■ **EXERCISE GOAL**
Take the data below and copy exactly the lines starting at the one with "pub struct Hsl" and finishing at the one with "let b = c.b as f64 / 255.0;", both included.
-----
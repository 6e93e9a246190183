//! Polar color-wheel layout.
//!
//! Angle comes from hue, distance from lightness. Near-gray colors have no
//! meaningful hue, so their angle is a fixed hash of the channels instead.

use std::f64::consts::TAU;

use serde::{Deserialize, Serialize};

use crate::color::Rgb;
use crate::config::ProjectionConfig;
use crate::constants::GRAY_HASH_WEIGHTS;
use crate::error::ConfigError;

/// Hue, saturation, lightness, each in [0, 1].
#[derive(Clone, Copy, Debug, PartialEq, Serialize, Deserialize)]
pub struct Hsl {
    pub h: f64,
    pub s: f64,
    pub l: f64,
}

impl From<Rgb> for Hsl {
    fn from(c: Rgb) -> Self {
        let r = c.r as f64 / 255.0;
        let g = c.g as f64 / 255.0;
        let b = c.b as f64 / 255.0;
        let max = r.max(g).max(b);
        let min = r.min(g).min(b);
        let l = (max + min) / 2.0;
        if max == min {
            return Hsl { h: 0.0, s: 0.0, l };
        }

        let range = max - min;
        let s = if l <= 0.5 {
            range / (max + min)
        } else {
            range / (2.0 - max - min)
        };
        let rc = (max - r) / range;
        let gc = (max - g) / range;
        let bc = (max - b) / range;
        let h = if r == max {
            bc - gc
        } else if g == max {
            2.0 + rc - bc
        } else {
            4.0 + gc - rc
        };
        Hsl {
            h: (h / 6.0).rem_euclid(1.0),
            s,
            l,
        }
    }
}

/// A color's position on the wheel, with the HSL it was derived from.
#[derive(Clone, Copy, Debug, PartialEq, Serialize, Deserialize)]
pub struct ProjectedPoint {
    pub x: f64,
    pub y: f64,
    pub rgb: Rgb,
    pub angle: f64,
    #[serde(alias = "dist")]
    pub distance: f64,
    pub h: f64,
    pub s: f64,
    pub l: f64,
}

/// Stable angle in [0, 2π) for colors without a usable hue.
pub fn gray_angle(c: Rgb) -> f64 {
    let [wr, wg, wb] = GRAY_HASH_WEIGHTS;
    let hash = (c.r as u32 * wr + c.g as u32 * wg + c.b as u32 * wb) % 360;
    hash as f64 / 360.0 * TAU
}

/// Project one color onto a wheel of the given radius.
pub fn project(color: Rgb, radius: f64, config: &ProjectionConfig) -> ProjectedPoint {
    let Hsl { h, s, l } = Hsl::from(color);
    let gray = s < config.grayscale_threshold;

    let angle = if gray { gray_angle(color) } else { TAU * h };

    let mut distance = (1.0 - l) * radius;
    if l < config.dark_boost_threshold {
        distance = radius.min(distance * config.dark_color_boost);
    }
    if gray {
        distance *= config.grayscale_distance_scale;
    }

    ProjectedPoint {
        x: distance * angle.cos(),
        y: distance * angle.sin(),
        rgb: color,
        angle,
        distance,
        h,
        s,
        l,
    }
}

/// [`project`] bound to a validated configuration.
#[derive(Clone, Debug)]
pub struct Projector {
    config: ProjectionConfig,
}

impl Projector {
    pub fn new(config: ProjectionConfig) -> Result<Self, ConfigError> {
        config.validate()?;
        Ok(Self { config })
    }

    pub fn config(&self) -> &ProjectionConfig {
        &self.config
    }

    /// Project onto the configured radius.
    pub fn project(&self, color: Rgb) -> ProjectedPoint {
        project(color, self.config.radius, &self.config)
    }

    pub fn project_with_radius(&self, color: Rgb, radius: f64) -> ProjectedPoint {
        project(color, radius, &self.config)
    }
}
-----
■ **RESPONSE AREA**
pub struct Hsl {
    pub h: f64,
    pub s: f64,
    pub l: f64,
}

impl From<Rgb> for Hsl {
    fn from(c: Rgb) -> Self {
        let r = c.r as f64 / 255.0;
        let g = c.g as f64 / 255.0;
        let b = c.b as f64 / 255.0;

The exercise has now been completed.